You can see that even though we defined 1000 epochs, the model only trained for around 70. That's because our EarlyStopping stopped the training once validation stopped improving. 

You can learn more about this callback [here](https://www.tensorflow.org/versions/master/api_docs/python/tf/keras/callbacks/EarlyStopping).

The graph shows that on the validation set, the average error is usually around +/- 2 MPG. This means that our model predictions  were about + or - 2 MPG off.

Let's see how well the model generalizes by using the **test** set, which we did not use when training the model.  This tells us how well we can expect the model to predict when we use it in the real world.

In [0]:
loss, mae, mse = model.evaluate(normed_test_data, test_labels, verbose=0)

print("Testing set Mean Abs Error: {:5.2f} MPG".format(mae))

### Make predictions

Finally, predict MPG values using data in the testing set.

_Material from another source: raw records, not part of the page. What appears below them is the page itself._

//! Interaction states and their transition table.
//!
//! ## State Transitions
//!
//! ```text
//! Idle          -> NodeEnter | NodeDown | RelationEnter | StageDown | Scale | ZoomFactor
//!                  | NodeContextMenu | StageContextMenu | RelationContextMenu
//! StageDown     -> NodeSelection (shift) | NodeQuick (ctrl) | Idle
//! NodeDown      -> NodeDrag (move) | NodeAutoConnect (ctrl) | NodeClick | NodeContextMenu
//! NodeEnter     -> NodeDown | NodeLeave | NodeTooltip (dwell) | NodeContextMenu
//! RelationEnter -> RelationLeave | RelationClick | RelationTooltip | RelationContextMenu
//!
//! MouseUp, Resize, CameraUpdate are direct: no successors, callbacks always run.
//! ```

use serde::{Deserialize, Serialize};

/// Every interpretation the canvas can be in.
#[derive(Debug, Clone, Copy, PartialEq, Eq, Hash, PartialOrd, Ord, Serialize, Deserialize)]
#[serde(rename_all = "SCREAMING_SNAKE_CASE")]
pub enum InteractionState {
    Idle,
    StageDown,
    StageContextMenu,
    NodeDown,
    NodeEnter,
    NodeQuick,
    NodeAutoConnect,
    NodeLeave,
    NodeDrag,
    NodeClick,
    NodeSelection,
    NodeContextMenu,
    NodeTooltip,
    RelationEnter,
    RelationLeave,
    RelationClick,
    RelationContextMenu,
    RelationTooltip,
    MouseUp,
    Resize,
    CameraUpdate,
    Scale,
    ZoomFactor,
}

impl Default for InteractionState {
    fn default() -> Self {
        Self::Idle
    }
}

impl InteractionState {
    pub const ALL: [InteractionState; 23] = [
        Self::Idle,
        Self::StageDown,
        Self::StageContextMenu,
        Self::NodeDown,
        Self::NodeEnter,
        Self::NodeQuick,
        Self::NodeAutoConnect,
        Self::NodeLeave,
        Self::NodeDrag,
        Self::NodeClick,
        Self::NodeSelection,
        Self::NodeContextMenu,
        Self::NodeTooltip,
        Self::RelationEnter,
        Self::RelationLeave,
        Self::RelationClick,
        Self::RelationContextMenu,
        Self::RelationTooltip,
        Self::MouseUp,
        Self::Resize,
        Self::CameraUpdate,
        Self::Scale,
        Self::ZoomFactor,
    ];

    /// States a transition from `self` may legally move to.
    pub fn successors(&self) -> &'static [InteractionState] {
        use InteractionState::*;
        match self {
            Idle => &[
                NodeEnter,
                NodeDown,
                RelationEnter,
                StageDown,
                Scale,
                ZoomFactor,
                NodeContextMenu,
                StageContextMenu,
                RelationContextMenu,
            ],
            StageDown => &[NodeSelection, NodeQuick, Idle],
            StageContextMenu => &[Idle],
            NodeDown => &[NodeDrag, NodeAutoConnect, NodeClick, NodeContextMenu],
            NodeEnter => &[NodeDown, NodeLeave, NodeTooltip, NodeContextMenu],
            NodeQuick => &[Idle],
            NodeAutoConnect => &[Idle],
            NodeLeave => &[Idle, NodeEnter, RelationEnter],
            NodeDrag => &[Idle],
            NodeClick => &[NodeLeave, NodeContextMenu],
            NodeSelection => &[Idle],
            NodeContextMenu => &[Idle],
            NodeTooltip => &[NodeDown, NodeLeave, NodeContextMenu],
            RelationEnter => &[
                RelationLeave,
                RelationClick,
                RelationTooltip,
                RelationContextMenu,
            ],
            RelationLeave => &[Idle, NodeEnter, NodeDown, RelationEnter],
            RelationClick => &[RelationLeave, RelationContextMenu],
            RelationContextMenu => &[Idle],
            RelationTooltip => &[RelationClick, RelationLeave],
            MouseUp | Resize | CameraUpdate => &[],
            Scale => &[Idle],
            ZoomFactor => &[Idle],
        }
    }

    pub fn can_transition_to(&self, target: InteractionState) -> bool {
        self.successors().contains(&target)
    }

    /// Bookkeeping signals whose callbacks run regardless of the current state.
    pub fn is_direct(&self) -> bool {
        matches!(self, Self::MouseUp | Self::Resize | Self::CameraUpdate)
    }

    /// Returns true for states that end a pointer gesture on mouse up
    pub fn resets_on_mouse_up(&self) -> bool {
        matches!(
            self,
            Self::NodeDrag
                | Self::NodeSelection
                | Self::NodeAutoConnect
                | Self::StageDown
                | Self::NodeQuick
        )
    }

    pub fn is_context_menu(&self) -> bool {
        matches!(
            self,
            Self::NodeContextMenu | Self::RelationContextMenu | Self::StageContextMenu
        )
    }
}

/// Editing mode of the canvas. Carried for hosts, not used for dispatch.
#[derive(Debug, Clone, Copy, Default, PartialEq, Eq, Serialize, Deserialize)]
#[serde(rename_all = "snake_case")]
pub enum InteractionMode {
    #[default]
    Default,
    Edit,
}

The following code will graph our model's best fit line compared to the acutal MPG values. You can see our model's best fit line 'fits' well to the testing data. 

In [0]:
test_predictions = model.predict(normed_test_data).flatten()

plt.scatter(test_labels, test_predictions)
plt.xlabel('True Values [MPG]')
plt.ylabel('Predictions [MPG]')
plt.axis('equal')
plt.axis('square')
plt.xlim([0,plt.xlim()[1]])
plt.ylim([0,plt.ylim()[1]])
_ = plt.plot([-100, 100], [-100, 100])


It looks like our model predicts reasonably well. Let's take a look at the error distribution.

In [0]:
error = test_predictions - test_labels
plt.hist(error, bins = 25)
plt.xlabel("Prediction Error [MPG]")
_ = plt.ylabel("Count")

This last graph shows us the distribution  of prediction error. We can see that our model is pretty close to the money, only one answer throwing a skewed result. 

## Conclusion

This notebook introduced a few techniques to handle a regression problem.

* Mean Squared Error (MSE) is a common loss function used for regression problems (different loss functions are used for classification problems).
* Similarly, evaluation metrics used for regression differ from classification. A common regression metric is Mean Absolute Error (MAE).
* When numeric input data features have values with different ranges, each feature should be scaled independently to the same range.
* If there is not much training data, one technique is to prefer a small network with few hidden layers to avoid overfitting.
* Early stopping is a useful technique to prevent overfitting.